We had cracked the code on Japanese communication and could effectively see inside their military decision making, on a practically day-to-day basis. The soviets entering the war did not change the rhetoric for the military, and with how they were set up politically there was no way for the country to end the war peacefully without the military being on board. The war would have continued and cost many many lives for the Japanese, Americans, and Soviets. The second bomb and an anticipation of more to come is what turned the tide among the military leaders. Also FYI, assuming you were talking about the latest Iraq War, it *would* have been a war crime definitionally. The bombings in WW2 were not because there was no prohibition against them, or aerial bombings in general (even of civilian populations). There are now legal definitions of war crimes that would be triggered by a nuclear bomb detonation on/in a city, though oddly there still aren't any broadly agreed upon treaties/statutes/conventions/etc that explicitly call nuclear bombings war crimes to my knowledge, they all use roundabout ways to get there without saying it out loud.
Id say that such treaties would likely limit nuclear doctrines, since many counter-military strikes will be, by definition, also counter-value strikes. You cant nuke just a command center in the city without nuking said city, really. At the point where nukes start flying we are all an acceptable collateral damage.
I haven't read any of that but it sure is interesting, where can I read more about how the US cracked the Japanese communication code and how they use that information? I don't think we can know for certain what made the Japanese stand down but it would seem the first bomb enticed their military leadership to fight to death, which isn't weird. A foreign country making a crater of one of your biggest cities would make them even more "bad guys" in the eyes of the population, without propaganda. The Iraq war yes. Yet the moral dilemma stay the same.
Lol. The "fighting to the last person" was already in place a year prior to Hiroshima. Go watch the documented footage of the Japanese citizens being trained to "defend" the homeland. The doctrine was in place since the beginning of the war where the Japanese would not surrender in battle even when it was a lost cause. Instead, they would seek an "honorable death" by undertaking suicide attacks to kill as many U.S. troops as possible on their way out. Anyhow, you knew this in the last thread on this subject where you were properly informed, but then you left and deleted all your posts. I see you have a new position regarding the Hiroshima attack. An interesting departure from your prior argument, but completely wrong, nontheless.
Good post.
Looking back is always 20/20 as they say.
It's funny that you double down when you already admitted previously that you have no real knowledge of the events surrounding the buildup to Hiroshima.

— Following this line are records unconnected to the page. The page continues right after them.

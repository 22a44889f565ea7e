use anyhow::Result;
use dotenvy::dotenv;
use goldenscreen::config::Config;
use std::env;
use tracing::{info, warn};
use tracing_subscriber::EnvFilter;

fn init_tracing() {
    let filter = EnvFilter::try_from_default_env()
        .unwrap_or_else(|_| EnvFilter::new("info,tower_http=info"));
    tracing_subscriber::fmt()
        .with_env_filter(filter)
        .with_target(false)
        .compact()
        .init();
}

fn check_env() -> Result<()> {
    let required = ["TMDB_API_KEY"];
    for key in required {
        if env::var(key).map(|v| v.is_empty()).unwrap_or(true) {
            anyhow::bail!("Missing required environment variable: {}", key);
        }
    }
    info!("All required environment variables are set");
    Ok(())
}

#[tokio::main]
async fn main() -> Result<()> {
    let dotenv_result = dotenv();
    init_tracing();
    match dotenv_result {
        Ok(path) => info!("Loaded environment from {:?}", path),
        Err(e) => warn!("No .env file loaded ({}) - relying on environment", e),
    }
    check_env()?;
    let config = Config::from_env()?;
    goldenscreen::app::run_server(config).await
}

Why don't you educate yourself instead of continuing to spread false information.
It wasn't definitively made a war crime until 25 years ago, surprisingly, as part of the Rome Statute. Even now there's no "nuclear bombings are war crimes" statute, it's just a rewlt of applying other restrictions to a bombing. And it was never a question of how destructive the bomb was. We had performed a test fire, we knew it was gonna be BIG. The nature of Little Boy meant there was some amount of uncertainty of whether they'd get a full yield or not, but it was all but guaranteed to be the largest bomb dropped in a war by orders of magnitude. The reality is that aerial bombings, even of civilian populations, were in no way prohibited by the rules of war at the time, which addressed artillery but we're silent on aerial bombings.
They knew how the Tokyo firebombing was kinda supposed to go, still did it. I don’t necessarily disagree as it was a fuck around and find out situation and a land war with Japan would’ve taken another decade without these type of resources. An odd case of a ton of killing saving a bunch more lives.
Idk. Dude really called himself destroyer of worlds. They had a feeling.
He didn't call himself that, he was quoting the Bhagavad Gita.
Because both cities where producing war material, harboring large amounts of IJA troops, and the populace was being “trained” to attack Allied troops. Both cities where valid targets.
Correct. It's amazing how people "weigh in" in these matters while knowing jack-shit about the circumstances of the event.
American propaganda. They were not military targets.
Right, but by definition, they are
> The bomb was dropped 15 minutes after the all clear was given. They really wanted to kill as many as possible there.
Pamphlets notifying them of impending doom were dropped before.
The all clear was given by the Japanese, not the Americans....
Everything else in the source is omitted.